Sunday, February 25, 2007

[ajari aku...]

Lama tidak ketemu, saya kira kau telah berubah. Ternyata tidak. Kau masih saja keras, to the point. Tidak suka bertele-tele. Tidak bisakah kau sedikit berbasa-basi, atau memilih ejaan kalimat yang lain? Tidakkah waktu merubahmu?

Penggalan kalimatnya malam itu tajam menusukku. Telak. Di ruang tamu yang ramai, bibirku masih tetap membentuk lekukan senyum yang sama. Tarikan sudut yang pernah dengan sangat perlahan disampaikan oleh seorang yang di suatu putaran sejarah pernah dekat bahkan sangat akrab, -susah untuk ditafsirkan-.

Aku punya alasan, mengapa aku melakukan ini semua.” Hanya itu yang sempat kukatakan.

--- --- --- --- ---

Sungguh, jujur kukatakan kepadamu wahai engkau para perempuan. Aku adalah manusia yang sangat kagum pada sosokmu. Pada kesempurnaan penciptaanmu. Pada kelembutan, kasih sayang, cinta, kehangatan, struktur emosional, keluwesan, perhatian besar, dan ketelitianmu sampai hal-hal kecil yang kadang dianggap sepele oleh kaum adam.
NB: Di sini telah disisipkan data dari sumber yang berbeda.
/// Definitions.
impl Generator<'_> {
    fn g_signatures(&mut self, program: &Program) {
        for definition in &program.definitions {
            let Definition::Func(func_def) = definition else {
                continue;
            };
            let signature = type_checker::signature(func_def);
            let params = (signature.params.iter())
                .map(|param| self.types.ty(param))
                .collect();
            let ret = self.types.ty(&signature.ret);
            let name = self.symbol(func_def.name.name);
            let callee = Callee {
                name,
                ret,
                params,
                variadic: false,
            };
            self.functions.insert(func_def.name.name, callee);
        }
    }

    fn g_global(&mut self, var_def: &VarDef) -> Result<()> {
        let declared = ValueType::from_annotation(&var_def.var.ty);
        let ty = self.types.ty(&declared);
        let literal = literal_of(var_def)?;
        let constant = self.constant(literal, &declared, &ty);
        let init = constant.clone().unwrap_or_else(|| zero(&ty));
        let name = self.symbol(var_def.var.name.name);
        let global = self.module.add_global(name, Init::Value(init));
        if constant.is_none() {
            // Boxed initial values only exist at runtime.
            let value = self.g_literal(literal)?;
            let value = self.coerce(value, &ty, var_def.value.span)?;
            self.b.store(value, &global);
        }
        self.globals.insert(var_def.var.name.name, global);
        Ok(())
    }

    fn g_local(&mut self, var_def: &VarDef) -> Result<()> {
        let declared = ValueType::from_annotation(&var_def.var.ty);
        let ty = self.types.ty(&declared);
        let literal = literal_of(var_def)?;
        let name = self.ident_interner.get(var_def.var.name.name);
        let slot = self.b.alloca(&format!("{name}.addr"), ty.clone());
        let value = match self.constant(literal, &declared, &ty) {
            Some(value) if matches!(literal, Literal::None) => value,
            _ => self.g_literal(literal)?,
        };
        let value = self.coerce(value, &ty, var_def.value.span)?;
        self.b.store(value, &slot);
        self.locals
            .get_or_insert_with(HashMap::new)
            .insert(var_def.var.name.name, slot);
        Ok(())
    }

    /// The constant a variable of type `declared` starts with, if `literal`
    /// can be stored without boxing.
    fn constant(&mut self, literal: &Literal, declared: &ValueType, ty: &Ty) -> Option<Value> {
        match (literal, ty) {
            (Literal::Int(n), Ty::I32) => Some(Value::i32(*n)),
            (Literal::Bool(b), Ty::I1) => Some(Value::bool(*b)),
            (Literal::Str(s), Ty::Ptr(_)) => Some(self.module.add_string(s).retyped(ty.clone())),
            (Literal::None, Ty::Ptr(_)) => match declared {
                ValueType::List(elem) => Some(self.none_list(elem)),
                _ => Some(Value::null(ty.clone())),
            },
            _ => None,
        }
    }

    /// A list that was never initialized, shared by every `None` list
    /// variable of its shape.
    fn none_list(&mut self, elem: &ValueType) -> Value {
        let shape = self.types.shape(elem);
        if let Some(list) = self.none_lists.get(&shape.name) {
            return list.clone();
        }
        let init = Value {
            ty: shape.ty(),
            operand: Operand::Zero,
        };
        let name = format!(".none.{}", shape.name).into();
        let list = self.module.add_global(name, Init::Value(init));
        self.none_lists.insert(shape.name, list.clone());
        list
    }

    fn g_func_def(&mut self, func_def: &FuncDef) -> Result<()> {
        let name = func_def.name;
        let callee = (self.functions.get(&name.name).cloned())
            .ok_or_else(|| name.span.wrap(Error::UnknownSymbol(name.name)))?;
        let params = (func_def.params.iter().zip(&callee.params))
            .map(|(param, ty)| {
                let name = self.ident_interner.get(param.name.name);
                (Rc::from(format!("arg.{name}")), ty.clone())
            })
            .collect();
        let builder = FunctionBuilder::new(callee.name.clone(), callee.ret.clone(), params);
        let main = mem::replace(&mut self.b, builder);

        let mut locals = HashMap::new();
        for (i, param) in func_def.params.iter().enumerate() {
            let name = self.ident_interner.get(param.name.name);
            let slot = self.b.alloca(&format!("{name}.addr"), callee.params[i].clone());
            let arg = self.b.param(i);
            self.b.store(arg, &slot);
            locals.insert(param.name.name, slot);
        }
        self.locals = Some(locals);

        for declaration in &func_def.declarations {
            if let Declaration::Var(var_def) = declaration {
                self.g_local(var_def)?;
            }
        }
        self.g_stmts(&func_def.body)?;

        let func = mem::replace(&mut self.b, main).finish();
        self.locals = None;
        trace!("generated function {} ({} blocks)", func.name, func.blocks.len());
        self.module.functions.push(func);
        Ok(())
    }
}
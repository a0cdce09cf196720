/// The lexer takes the source input, mapping it into a sequence of tokens,
/// including the synthetic indentation ones.
pub mod lexer;

/// The scanner walks the source one character at a time.
pub(crate) mod scanner;

/// The parser takes a sequence of tokens, mapping it into an AST.
pub mod parser;

/// The scope analysis checks that every name resolves, building the tree of
/// scopes of a program.
pub mod scope;

/// The type checker checks the soundness of the types of an AST, producing a
/// hint for each expression.
pub mod type_checker;

/// The code generator lowers a checked AST into LLVM IR text.
pub mod codegen;

pub mod pipeline;

pub mod ast;
pub mod token;
pub mod types;
pub mod visit;

pub mod util {
    pub mod fmt;
    pub mod intern;
    #[cfg(test)]
    pub(crate) mod test_utils;
}
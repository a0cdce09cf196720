use std::{
    fs,
    io::{self, Write},
    path::{Path, PathBuf},
    process::ExitCode,
};

use anyhow::{Context, Result};
use chocopy::{
    codegen, pipeline,
    util::{fmt::tree, intern::Interner},
};
use clap::{ArgGroup, Parser};
use log::{info, LevelFilter};

mod toolchain;

#[derive(Parser)]
#[command(name = "chocopyc", about = "ChocoPy to native compiler", version)]
#[command(group(ArgGroup::new("phase").args(["lex", "parse", "names", "types", "emit_ir"])))]
struct Cli {
    /// Source file to compile.
    file: PathBuf,

    /// Run the lexer and print the tokens.
    #[arg(short = 'l')]
    lex: bool,

    /// Run the parser and print the tree.
    #[arg(short = 'p')]
    parse: bool,

    /// Run the name-scope analysis.
    #[arg(short = 'n')]
    names: bool,

    /// Run the type checker.
    #[arg(short = 't')]
    types: bool,

    /// Write `<basename>.ll` next to the source, without assembling.
    #[arg(short = 'c')]
    emit_ir: bool,

    /// Path of the executable (defaults to `<basename>`).
    #[arg(short, long)]
    output: Option<PathBuf>,

    /// LLVM static compiler to assemble the IR with.
    #[arg(long, default_value = "llc")]
    llc: PathBuf,

    /// Extra argument for `llc`, once per occurrence. The IR uses opaque
    /// pointers, so LLVM 14 needs `--llc-arg=-opaque-pointers`; 15 and up
    /// need nothing.
    #[arg(long = "llc-arg", value_name = "ARG", allow_hyphen_values = true)]
    llc_args: Vec<String>,

    /// C compiler driver to link with.
    #[arg(long, default_value = "gcc")]
    cc: PathBuf,

    /// Optimization level passed to `llc`.
    #[arg(long, default_value_t = 2, value_parser = clap::value_parser!(u8).range(0..=3))]
    opt_level: u8,

    /// Size in bytes of the buffer `input()` reads into.
    #[arg(long = "string-buffer", default_value_t = 10_000, value_parser = parse_buffer_len)]
    string_buffer_len: usize,

    /// Increases logging, once per occurrence.
    #[arg(short, action = clap::ArgAction::Count)]
    verbose: u8,
}

fn parse_buffer_len(arg: &str) -> Result<usize, String> {
    match arg.parse::<usize>() {
        Ok(len) if len >= 2 => Ok(len),
        Ok(_) => Err("the buffer must hold at least one character".into()),
        Err(error) => Err(error.to_string()),
    }
}

fn main() -> ExitCode {
    let cli = Cli::parse();
    init_logger(cli.verbose);

    match run(&cli) {
        Ok(Outcome::Done) => ExitCode::SUCCESS,
        Ok(Outcome::Diagnostic(diagnostic)) => {
            println!("{diagnostic}");
            ExitCode::FAILURE
        }
        Err(error) => {
            eprintln!("error: {error:#}");
            ExitCode::FAILURE
        }
    }
}

fn init_logger(verbose: u8) {
    let level = match verbose {
        0 => LevelFilter::Warn,
        1 => LevelFilter::Info,
        2 => LevelFilter::Debug,
        _ => LevelFilter::Trace,
    };
    env_logger::Builder::new()
        .filter_level(level)
        .format_timestamp(None)
        .init();
}

enum Outcome {
    Done,
    /// A compile error, already rendered.
    Diagnostic(String),
}

fn run(cli: &Cli) -> Result<Outcome> {
    let src = fs::read_to_string(&cli.file)
        .with_context(|| format!("failed to read {}", cli.file.display()))?;
    let interner = &mut Interner::with_capacity(128);
    let stdout = &mut io::stdout().lock();

    let result = if cli.lex {
        pipeline::lex(&src).map(|tokens| tree::print_tokens(stdout, &src, &tokens))
    } else if cli.parse {
        pipeline::parse(&src, interner).map(|program| {
            stdout.write_all(tree::print_program_string(interner, &program, None).as_bytes())
        })
    } else if cli.names {
        pipeline::check_scopes(&src, interner).map(|_| Ok(()))
    } else if cli.types {
        pipeline::check_types(&src, interner).map(|_| Ok(()))
    } else {
        let options = codegen::Options {
            string_buffer_len: cli.string_buffer_len,
        };
        match pipeline::emit_ir(&src, interner, &options) {
            Ok(ir) => return build(cli, &ir).map(|()| Outcome::Done),
            Err(error) => Err(error),
        }
    };

    match result {
        Ok(written) => {
            written.context("failed to write to stdout")?;
            Ok(Outcome::Done)
        }
        Err(error) => Ok(Outcome::Diagnostic(error.report(&src, interner))),
    }
}

fn build(cli: &Cli, ir: &str) -> Result<()> {
    if cli.emit_ir {
        let path = cli.file.with_extension("ll");
        fs::write(&path, ir).with_context(|| format!("failed to write {}", path.display()))?;
        info!("wrote {}", path.display());
        return Ok(());
    }

    let output = match &cli.output {
        Some(output) => output.clone(),
        None => default_output(&cli.file)?,
    };
    let tools = toolchain::Toolchain {
        llc: &cli.llc,
        llc_args: &cli.llc_args,
        cc: &cli.cc,
        opt_level: cli.opt_level,
    };
    tools.build_executable(ir, &output)?;
    info!("wrote {}", output.display());
    Ok(())
}

/// `dir/prog.py` becomes `dir/prog`.
fn default_output(file: &Path) -> Result<PathBuf> {
    let stem = file
        .file_stem()
        .with_context(|| format!("{} has no file name", file.display()))?;
    Ok(file.with_file_name(stem))
}

#[cfg(test)]
mod tests {
    use std::ffi::OsStr;

    use super::*;

    #[test]
    fn test_default_output() {
        let output = default_output(Path::new("demos/fib.py")).unwrap();
        assert_eq!(output, Path::new("demos/fib"));
    }

    #[test]
    fn test_phase_flags_are_exclusive() {
        assert!(Cli::try_parse_from(["chocopyc", "-l", "-p", "a.py"]).is_err());
        let cli = Cli::try_parse_from(["chocopyc", "-vv", "-c", "a.py"]).unwrap();
        assert!(cli.emit_ir);
        assert_eq!(cli.verbose, 2);
        assert_eq!(cli.string_buffer_len, 10_000);
    }

    #[test]
    fn test_buffer_len_is_validated() {
        assert!(Cli::try_parse_from(["chocopyc", "--string-buffer", "1", "a.py"]).is_err());
        let cli = Cli::try_parse_from(["chocopyc", "--string-buffer", "64", "a.py"]).unwrap();
        assert_eq!(cli.string_buffer_len, 64);
    }

    #[test]
    fn test_llc_args_accumulate() {
        let cli = Cli::try_parse_from([
            "chocopyc",
            "--llc-arg=-opaque-pointers",
            "--llc-arg",
            "-mcpu=generic",
            "a.py",
        ])
        .unwrap();
        assert_eq!(cli.llc_args, ["-opaque-pointers", "-mcpu=generic"]);
        let cli = Cli::try_parse_from(["chocopyc", "a.py"]).unwrap();
        assert!(cli.llc_args.is_empty());
    }

    #[test]
    fn test_emit_ir_writes_next_to_source() {
        let dir = tempfile::tempdir().unwrap();
        let file = dir.path().join("prog.py");
        fs::write(&file, "print(1 + 2)\n").unwrap();
        let cli = Cli::try_parse_from([OsStr::new("chocopyc"), OsStr::new("-c"), file.as_os_str()])
            .unwrap();
        assert!(matches!(run(&cli).unwrap(), Outcome::Done));
        let ir = fs::read_to_string(dir.path().join("prog.ll")).unwrap();
        assert!(ir.contains("define i32 @main()"));
    }

    #[test]
    fn test_diagnostics_are_reported() {
        let dir = tempfile::tempdir().unwrap();
        let file = dir.path().join("bad.py");
        fs::write(&file, "x: int = True\n").unwrap();
        let cli = Cli::try_parse_from([OsStr::new("chocopyc"), OsStr::new("-t"), file.as_os_str()])
            .unwrap();
        let Outcome::Diagnostic(diagnostic) = run(&cli).unwrap() else {
            panic!("expected a diagnostic");
        };
        assert!(diagnostic.starts_with("Semantic Error"));
    }
}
Aku tahu meskipun mungkin belum terlalu paham, kau tidak terlalu butuh dengan keakuratan fakta-fakta. Ketelitian sebuah bahasa yang logis dan mendetail yang bisa disampaikan dengan sangat mudah oleh laki-laki. Atau argumentasi hebat dalam sebuah forum diskusi.

Aku tahu meskipun [sekali lagi] mungkin belum terlalu paham. Perhatian, jaminan rasa aman, ungkapan lembut yang berarti, perlindungan, adalah hal yang bisa menentramkan hatimu.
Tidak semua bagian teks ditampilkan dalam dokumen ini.